Nobody is Arguing that Radical Life Extension is Impossible

A thought for the day: nobody out there is seriously arguing for the impossibility of radical life extension, and I don't think anyone has been for quite some time. It is a given in the present diffuse discussion on the future of medicine and human longevity that at some point advances in biotechnology and nanotechnology will lead to greatly extended lives: centuries and longer lived in good health and vigor. Aging will be brought under control by medicine, like any number of other once intractable medical conditions.

It wasn't always this way. People in past centuries might have hoped for the plausibility of radical life extension, but couldn't have said in certainty that it was possible. We, on the other hand, know far more about physics, chemistry, and biology: we know that there is no wall created by the way the universe works standing in our way. The only reason we presently age and suffer is because we haven't yet advanced far enough down the path of biotechnology that is clearly visible and well understood. Aging is, at root, a matter of atoms and molecules in the wrong place and the wrong configuration. Moving atoms and molecules around to order, en masse, and with precision, is a task that we know is possible. We do it all the time, and are learning ever greater finesse with each passing decade.

Yesterday the tools were found molecules that happened to do something useful with other molecules. Today we make use of designed molecules for particular operations, knowing much more about the molecular machinery of our cells. Tomorrow the biotechnologists will build and repair complex molecular machinery that performs far more effectively than our evolved biology.

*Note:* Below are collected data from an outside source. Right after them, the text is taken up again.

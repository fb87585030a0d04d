// security/src/lib.rs
//! Password hashing, bearer tokens and the role gate in front of the
//! dashboards. Identity comes from the token; the role is always read from
//! the account's `users` profile.

use std::fmt;
use std::time::Duration;

use argon2::{
    password_hash::{rand_core::OsRng, PasswordHasher, SaltString},
    Argon2, PasswordHash, PasswordVerifier,
};
use chrono::Utc;
use hms_lib::config::AuthSettings;
use hms_lib::repository::users::UserRepository;
use jsonwebtoken::{decode, encode, errors::ErrorKind, DecodingKey, EncodingKey, Header, Validation};
use models::medical::{Role, UserProfile};
use models::{generate_document_id, HospitalError};
use serde::{Deserialize, Serialize};
use tracing::{debug, info};

pub mod gate;
pub mod roles;

pub use gate::{AuthGate, Redirect, Session};
pub use roles::RolesConfig;

/// Sign-in form.
#[derive(Debug, Deserialize, Serialize)]
pub struct UserLogin {
    pub email: String,
    pub password: String,
}

/// What a successful sign-in hands back to the dashboard.
#[derive(Debug, Serialize, Deserialize)]
#[serde(rename_all = "camelCase")]
pub struct LoginResponse {
    pub token: String,
    pub uid: String,
    pub name: String,
    pub role: Role,
    pub redirect: String,
}

/// Claims for JWT.
#[derive(Debug, Clone, Serialize, Deserialize, PartialEq)]
pub struct Claims {
    pub sub: String, // uid
    pub exp: u64,
    pub iat: u64,
}

#[derive(Debug, PartialEq)]
pub enum AuthError {
    InvalidCredentials,
    MissingToken,
    InvalidToken(String),
    TokenExpired,
    JwtError(String),
    PasswordHashError(String),
    InternalError(String),
}

impl fmt::Display for AuthError {
    fn fmt(&self, f: &mut fmt::Formatter) -> fmt::Result {
        match self {
            AuthError::InvalidCredentials => write!(f, "Invalid e-mail or password"),
            AuthError::MissingToken => write!(f, "No session token was provided"),
            AuthError::InvalidToken(msg) => write!(f, "Invalid session token: {}", msg),
            AuthError::TokenExpired => write!(f, "Session has expired"),
            AuthError::JwtError(msg) => write!(f, "JWT error: {}", msg),
            AuthError::PasswordHashError(msg) => write!(f, "Password hashing error: {}", msg),
            AuthError::InternalError(msg) => write!(f, "Internal server error: {}", msg),
        }
    }
}

impl std::error::Error for AuthError {}

impl From<HospitalError> for AuthError {
    fn from(err: HospitalError) -> Self {
        AuthError::InternalError(err.to_string())
    }
}

impl From<AuthError> for HospitalError {
    fn from(err: AuthError) -> Self {
        match err {
            AuthError::InvalidCredentials
            | AuthError::MissingToken
            | AuthError::InvalidToken(_)
            | AuthError::TokenExpired => HospitalError::Unauthenticated(err.to_string()),
            AuthError::JwtError(_) | AuthError::PasswordHashError(_) | AuthError::InternalError(_) => {
                HospitalError::InternalError(err.to_string())
            }
        }
    }
}

pub fn hash_password(password: &str) -> Result<String, AuthError> {
    let salt = SaltString::generate(&mut OsRng);
    Argon2::default()
        .hash_password(password.as_bytes(), &salt)
        .map(|hash| hash.to_string())
        .map_err(|e| AuthError::PasswordHashError(e.to_string()))
}

/// `Ok(false)` on a wrong password; `Err` only when the stored hash is unreadable.
pub fn verify_password(password: &str, hashed_password: &str) -> Result<bool, AuthError> {
    let parsed = PasswordHash::new(hashed_password)
        .map_err(|e| AuthError::PasswordHashError(e.to_string()))?;
    Ok(Argon2::default().verify_password(password.as_bytes(), &parsed).is_ok())
}

/// Issues and checks HS256 session tokens.
#[derive(Clone)]
pub struct TokenService {
    encoding: EncodingKey,
    decoding: DecodingKey,
    ttl: Duration,
}

impl TokenService {
    pub fn new(secret: &str, ttl: Duration) -> Self {
        TokenService {
            encoding: EncodingKey::from_secret(secret.as_bytes()),
            decoding: DecodingKey::from_secret(secret.as_bytes()),
            ttl,
        }
    }

    pub fn from_settings(settings: &AuthSettings) -> Self {
        let hours = settings.token_ttl_hours.max(1) as u64;
        Self::new(&settings.jwt_secret, Duration::from_secs(hours * 3600))
    }

    pub fn issue(&self, uid: &str) -> Result<String, AuthError> {
        let now = Utc::now().timestamp().max(0) as u64;
        let claims = Claims { sub: uid.to_string(), iat: now, exp: now + self.ttl.as_secs() };
        encode(&Header::default(), &claims, &self.encoding).map_err(|e| AuthError::JwtError(e.to_string()))
    }

    pub fn validate(&self, token: &str) -> Result<Claims, AuthError> {
        decode::<Claims>(token, &self.decoding, &Validation::default())
            .map(|data| data.claims)
            .map_err(|e| match e.kind() {
                ErrorKind::ExpiredSignature => AuthError::TokenExpired,
                _ => AuthError::InvalidToken(e.to_string()),
            })
    }
}

/// Checks the password against the profile found by e-mail and issues a token.
/// An unknown address and a wrong password are indistinguishable to the caller.
pub async fn login_user(
    users: &UserRepository,
    tokens: &TokenService,
    login: &UserLogin,
) -> Result<LoginResponse, AuthError> {
    let profile = users
        .find_by_email(&login.email)
        .await?
        .ok_or(AuthError::InvalidCredentials)?;
    let Some(hash) = profile.password_hash.as_deref() else {
        debug!("Account {} has no password login", profile.uid);
        return Err(AuthError::InvalidCredentials);
    };
    if !verify_password(&login.password, hash)? {
        return Err(AuthError::InvalidCredentials);
    }
    let token = tokens.issue(&profile.uid)?;
    info!(uid = %profile.uid, role = %profile.role, "User signed in");
    Ok(LoginResponse {
        token,
        uid: profile.uid,
        name: profile.name,
        role: profile.role,
        redirect: profile.role.dashboard_path().to_string(),
    })
}

/// Creates a staff account with a hashed password. Used by the provisioning CLI.
pub async fn create_account(
    users: &UserRepository,
    name: &str,
    email: &str,
    role: Role,
    password: &str,
) -> Result<UserProfile, AuthError> {
    if users.find_by_email(email).await?.is_some() {
        return Err(AuthError::InternalError(format!("an account for {} already exists", email)));
    }
    let profile = UserProfile {
        uid: generate_document_id(),
        name: name.trim().to_string(),
        email: email.trim().to_lowercase(),
        role,
        password_hash: Some(hash_password(password)?),
        created_at: Utc::now(),
    };
    users.put_profile(&profile).await?;
    info!(uid = %profile.uid, role = %role, "Created account");
    Ok(profile)
}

Thus discussions on the engineering of human longevity focus on how, when, and (sadly) whether it should be done at all. I see great strategic importance in the right groups gaining ground in the "how" discussion - we're all going to age to death just like our ancestors if the scientific community remains focused on metabolic manipulation to slow damage accumulation rather than the repair of damage exemplified by SENS, for example. Similarly if there are not good inroads made in growing the community of researchers interested in SENS and related lines of research.

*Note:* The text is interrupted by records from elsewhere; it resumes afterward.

// lib/src/storage_engine/query.rs
//
// Structured queries over schemaless documents. Values compare within their
// own type only: numbers numerically, strings lexicographically, booleans
// false-before-true. Timestamps are the exception: an RFC 3339 string and an
// epoch-millisecond number compare as the instants they name.

use std::cmp::Ordering;

use chrono::DateTime;
use models::document::decode_timestamp;
use models::{Collection, Document, Fields};
use serde_json::Value;

#[derive(Debug, Clone, Copy, PartialEq, Eq)]
pub enum FilterOp {
    Eq,
    Lt,
    Lte,
    Gt,
    Gte,
    /// The field equals one of the values in an array.
    In,
}

impl FilterOp {
    pub fn is_equality(&self) -> bool {
        matches!(self, FilterOp::Eq | FilterOp::In)
    }
}

#[derive(Debug, Clone, PartialEq)]
pub struct FieldFilter {
    pub field: String,
    pub op: FilterOp,
    pub value: Value,
}

#[derive(Debug, Clone, Copy, PartialEq, Eq)]
pub enum Direction {
    Asc,
    Desc,
}

#[derive(Debug, Clone, PartialEq, Eq)]
pub struct OrderBy {
    pub field: String,
    pub direction: Direction,
}

#[derive(Debug, Clone, PartialEq)]
pub struct Query {
    pub collection: Collection,
    pub filters: Vec<FieldFilter>,
    pub order: Vec<OrderBy>,
    pub limit: Option<usize>,
}

impl Query {
    pub fn collection(collection: Collection) -> Self {
        Query { collection, filters: Vec::new(), order: Vec::new(), limit: None }
    }

    fn filter(mut self, field: &str, op: FilterOp, value: Value) -> Self {
        self.filters.push(FieldFilter { field: field.to_string(), op, value });
        self
    }

    pub fn where_eq(self, field: &str, value: impl Into<Value>) -> Self {
        self.filter(field, FilterOp::Eq, value.into())
    }

    pub fn where_lt(self, field: &str, value: impl Into<Value>) -> Self {
        self.filter(field, FilterOp::Lt, value.into())
    }

    pub fn where_lte(self, field: &str, value: impl Into<Value>) -> Self {
        self.filter(field, FilterOp::Lte, value.into())
    }

    pub fn where_gt(self, field: &str, value: impl Into<Value>) -> Self {
        self.filter(field, FilterOp::Gt, value.into())
    }

    pub fn where_gte(self, field: &str, value: impl Into<Value>) -> Self {
        self.filter(field, FilterOp::Gte, value.into())
    }

    pub fn where_in<V: Into<Value>>(self, field: &str, values: impl IntoIterator<Item = V>) -> Self {
        let values = values.into_iter().map(Into::into).collect::<Vec<_>>();
        self.filter(field, FilterOp::In, Value::Array(values))
    }

    pub fn order_by(mut self, field: &str, direction: Direction) -> Self {
        self.order.push(OrderBy { field: field.to_string(), direction });
        self
    }

    pub fn limit(mut self, limit: usize) -> Self {
        self.limit = Some(limit);
        self
    }

    pub fn matches(&self, data: &Fields) -> bool {
        self.filters.iter().all(|f| filter_matches(f, data))
    }

    /// Every field the query touches, in first-mention order.
    pub fn referenced_fields(&self) -> Vec<&str> {
        let mut fields: Vec<&str> = Vec::new();
        let names = self
            .filters
            .iter()
            .map(|f| f.field.as_str())
            .chain(self.order.iter().map(|o| o.field.as_str()));
        for name in names {
            if !fields.contains(&name) {
                fields.push(name);
            }
        }
        fields
    }

    /// Filters, orders and truncates a batch of documents.
    pub fn apply(&self, docs: impl IntoIterator<Item = Document>) -> Vec<Document> {
        let mut out: Vec<Document> = docs.into_iter().filter(|d| self.matches(&d.data)).collect();
        if !self.order.is_empty() {
            out.sort_by(|a, b| self.compare(a, b));
        }
        if let Some(limit) = self.limit {
            out.truncate(limit);
        }
        out
    }

    fn compare(&self, a: &Document, b: &Document) -> Ordering {
        for order in &self.order {
            let ord = sort_cmp(a.data.get(&order.field), b.data.get(&order.field));
            let ord = match order.direction {
                Direction::Asc => ord,
                Direction::Desc => ord.reverse(),
            };
            if ord != Ordering::Equal {
                return ord;
            }
        }
        a.id.cmp(&b.id)
    }
}

fn filter_matches(filter: &FieldFilter, data: &Fields) -> bool {
    let Some(actual) = data.get(&filter.field) else {
        return false;
    };
    match filter.op {
        FilterOp::Eq => compare_values(actual, &filter.value) == Some(Ordering::Equal),
        FilterOp::In => match &filter.value {
            Value::Array(candidates) => candidates
                .iter()
                .any(|c| compare_values(actual, c) == Some(Ordering::Equal)),
            _ => false,
        },
        FilterOp::Lt => compare_values(actual, &filter.value) == Some(Ordering::Less),
        FilterOp::Lte => matches!(compare_values(actual, &filter.value), Some(Ordering::Less | Ordering::Equal)),
        FilterOp::Gt => compare_values(actual, &filter.value) == Some(Ordering::Greater),
        FilterOp::Gte => matches!(compare_values(actual, &filter.value), Some(Ordering::Greater | Ordering::Equal)),
    }
}

/// Compares two values of the same type; `None` when they cannot be
/// compared. When either side is a timestamp string both sides must decode to
/// instants, so a malformed date never falls inside a date range.
pub fn compare_values(a: &Value, b: &Value) -> Option<Ordering> {
    if is_timestamp_text(a) || is_timestamp_text(b) {
        return Some(decode_timestamp(a)?.cmp(&decode_timestamp(b)?));
    }
    match (a, b) {
        (Value::Null, Value::Null) => Some(Ordering::Equal),
        (Value::Bool(x), Value::Bool(y)) => Some(x.cmp(y)),
        (Value::Number(x), Value::Number(y)) => x.as_f64()?.partial_cmp(&y.as_f64()?),
        (Value::String(x), Value::String(y)) => Some(x.cmp(y)),
        _ => None,
    }
}

fn is_timestamp_text(value: &Value) -> bool {
    matches!(value, Value::String(_)) && decode_timestamp(value).is_some()
}

// Variant order is the sort order across types.
#[derive(PartialEq, PartialOrd)]
enum SortKey<'a> {
    Missing,
    Bool(bool),
    Number(f64),
    Text(&'a str),
    Array,
    Object,
}

/// Timestamp strings sort as their epoch milliseconds, so both stored forms
/// of a date interleave chronologically.
fn sort_key(value: Option<&Value>) -> SortKey<'_> {
    match value {
        None | Some(Value::Null) => SortKey::Missing,
        Some(Value::Bool(b)) => SortKey::Bool(*b),
        Some(Value::Number(n)) => SortKey::Number(n.as_f64().unwrap_or_default()),
        Some(Value::String(s)) => match DateTime::parse_from_rfc3339(s) {
            Ok(ts) => SortKey::Number(ts.timestamp_millis() as f64),
            Err(_) => SortKey::Text(s),
        },
        Some(Value::Array(_)) => SortKey::Array,
        Some(Value::Object(_)) => SortKey::Object,
    }
}

/// Total order used for sorting: missing fields first, then by type, then by value.
fn sort_cmp(a: Option<&Value>, b: Option<&Value>) -> Ordering {
    sort_key(a).partial_cmp(&sort_key(b)).unwrap_or(Ordering::Equal)
}

#[cfg(test)]
mod tests {
    use super::*;
    use serde_json::json;

    fn doc(id: &str, value: Value) -> Document {
        Document::new(id, value.as_object().cloned().unwrap_or_default())
    }

    #[test]
    fn range_filters_are_inclusive_where_asked() {
        let q = Query::collection(Collection::Appointments)
            .where_gte("date", "2024-05-01T00:00:00.000Z")
            .where_lte("date", "2024-05-01T23:59:59.999Z");
        assert!(q.matches(&doc("a", json!({ "date": "2024-05-01T00:00:00.000Z" })).data));
        assert!(q.matches(&doc("b", json!({ "date": "2024-05-01T23:59:59.999Z" })).data));
        assert!(!q.matches(&doc("c", json!({ "date": "2024-05-02T00:00:00.000Z" })).data));
        assert!(!q.matches(&doc("d", json!({ "time": "09:00" })).data));
    }

    #[test]
    fn in_filter_and_type_mismatch() {
        let q = Query::collection(Collection::Appointments).where_in("status", ["scheduled", "checked-in"]);
        assert!(q.matches(&doc("a", json!({ "status": "checked-in" })).data));
        assert!(!q.matches(&doc("b", json!({ "status": "completed" })).data));
        let q = Query::collection(Collection::Patients).where_eq("age", 30);
        assert!(!q.matches(&doc("c", json!({ "age": "30" })).data));
        assert!(q.matches(&doc("d", json!({ "age": 30.0 })).data));
    }

    #[test]
    fn apply_orders_by_several_fields_then_limits() {
        let docs = vec![
            doc("1", json!({ "date": "2024-05-02", "time": "09:00" })),
            doc("2", json!({ "date": "2024-05-01", "time": "11:00" })),
            doc("3", json!({ "date": "2024-05-01", "time": "08:30" })),
            doc("4", json!({ "time": "07:00" })),
        ];
        let q = Query::collection(Collection::Appointments)
            .order_by("date", Direction::Asc)
            .order_by("time", Direction::Asc);
        let ids: Vec<_> = q.apply(docs.clone()).into_iter().map(|d| d.id).collect();
        assert_eq!(ids, vec!["4", "3", "2", "1"]);

        let q = Query::collection(Collection::Appointments).order_by("date", Direction::Desc).limit(2);
        let ids: Vec<_> = q.apply(docs).into_iter().map(|d| d.id).collect();
        assert_eq!(ids, vec!["1", "2"]);
    }

    #[test]
    fn millisecond_dates_fall_inside_string_ranges() {
        let q = Query::collection(Collection::Appointments)
            .where_gte("date", "2024-05-01T00:00:00.000Z")
            .where_lte("date", "2024-05-01T23:59:59.999Z");
        // 2024-05-01T10:00:00Z
        assert!(q.matches(&doc("ms", json!({ "date": 1714557600000i64 })).data));
        assert!(!q.matches(&doc("next", json!({ "date": 1714608000000i64 })).data));
        assert!(!q.matches(&doc("bad", json!({ "date": "garbage" })).data));
        assert!(!q.matches(&doc("bad2", json!({ "date": "2024-05-01T12:00" })).data));
    }

    #[test]
    fn both_date_forms_sort_chronologically() {
        let docs = vec![
            doc("late", json!({ "date": "2024-05-01T15:00:00.000Z" })),
            doc("ms", json!({ "date": 1714557600000i64 })),
            doc("early", json!({ "date": "2024-05-01T08:00:00.000Z" })),
            doc("offset", json!({ "date": "2024-05-01T11:00:00+02:00" })),
        ];
        let q = Query::collection(Collection::Appointments).order_by("date", Direction::Asc);
        let ids: Vec<_> = q.apply(docs).into_iter().map(|d| d.id).collect();
        assert_eq!(ids, vec!["early", "offset", "ms", "late"]);
    }

    #[test]
    fn referenced_fields_are_deduplicated() {
        let q = Query::collection(Collection::Appointments)
            .where_eq("doctorId", "d1")
            .where_gte("date", "a")
            .where_lte("date", "b")
            .order_by("date", Direction::Asc)
            .order_by("time", Direction::Asc);
        assert_eq!(q.referenced_fields(), vec!["doctorId", "date", "time"]);
    }
}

Discussions on "when" can probably be skipped as lacking rigor: no-one knows. All the meaningful timelines depend greatly on seeds sown now that will only bear fruit in the 2030s - the course of twenty years remains a matter of long term planning and great uncertainty in specific outcomes while we're stuck living lives that top out at a century (and that with great luck). The beginnings of a larger research community, the outcome of the debate over strategy in longevity research, and so forth. It is interesting to ponder and plot the windings of future events, but that time is probably better spent on influencing the "how" discussion or materially contributing to progress.

As to the discussion on whether engineering longevity is desirable, or should be blocked by people in power - I think it never hurts to take a little time to oppose such lines of thought. Unthought opposition to extending human life or even simply intervening in the disease of aging is widespread, and success in building the research communities and funding institutions of the next few decades depends on a certain degree of broad public support.

But all that said, no-one out there is seriously arguing that radical life extension is impossible.